**Activity:**
Write out, as an exact transcription, the line that has "#[derive(Clone, Copy, Debug, Default)]" and each line after it through the end of the data below.

━━ Dataset excerpts ━━

//! Error handlers
//!
//! A failed check is turned into a response by an [`ErrorHandler`]. The
//! returned future is awaited by the host binding, so handlers may do I/O
//! (render a template, log to a remote sink) without blocking a worker.

use bytes::Bytes;
use http::header::{HeaderValue, CONTENT_TYPE};
use http::request::Parts;
use http::{Response, StatusCode};
use http_body_util::Full;
use std::future::Future;
use std::pin::Pin;

/// Boxed future returned by error handlers.
pub type BoxFuture<T> = Pin<Box<dyn Future<Output = T> + Send + 'static>>;

/// Response produced for a rejected request.
pub type ErrorResponse = Response<Full<Bytes>>;

/// Turns a verification failure into a rejection response.
pub trait ErrorHandler: Send + Sync + 'static {
    /// Build the response for a request that failed CSRF verification.
    ///
    /// `reason` is a short human-readable description such as
    /// `"CSRF tokens did not match"`.
    fn handle(&self, parts: &Parts, reason: &str) -> BoxFuture<ErrorResponse>;
}

/// Default handler: `403 Forbidden` with the reason as a plain-text body.
#[derive(Clone, Copy, Debug, Default)]
pub struct ForbiddenHandler;

impl ErrorHandler for ForbiddenHandler {
    fn handle(&self, _parts: &Parts, reason: &str) -> BoxFuture<ErrorResponse> {
        let body = Bytes::from(reason.to_string());
        Box::pin(async move {
            let mut response = Response::new(Full::new(body));
            *response.status_mut() = StatusCode::FORBIDDEN;
            response.headers_mut().insert(
                CONTENT_TYPE,
                HeaderValue::from_static("text/plain; charset=utf-8"),
            );
            response
        })
    }
}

━━━

**Exercise solution:**
#[derive(Clone, Copy, Debug, Default)]
pub struct ForbiddenHandler;

impl ErrorHandler for ForbiddenHandler {
    fn handle(&self, _parts: &Parts, reason: &str) -> BoxFuture<ErrorResponse> {
        let body = Bytes::from(reason.to_string());
        Box::pin(async move {
            let mut response = Response::new(Full::new(body));
            *response.status_mut() = StatusCode::FORBIDDEN;
            response.headers_mut().insert(
                CONTENT_TYPE,
                HeaderValue::from_static("text/plain; charset=utf-8"),
            );
            response
        })
    }
}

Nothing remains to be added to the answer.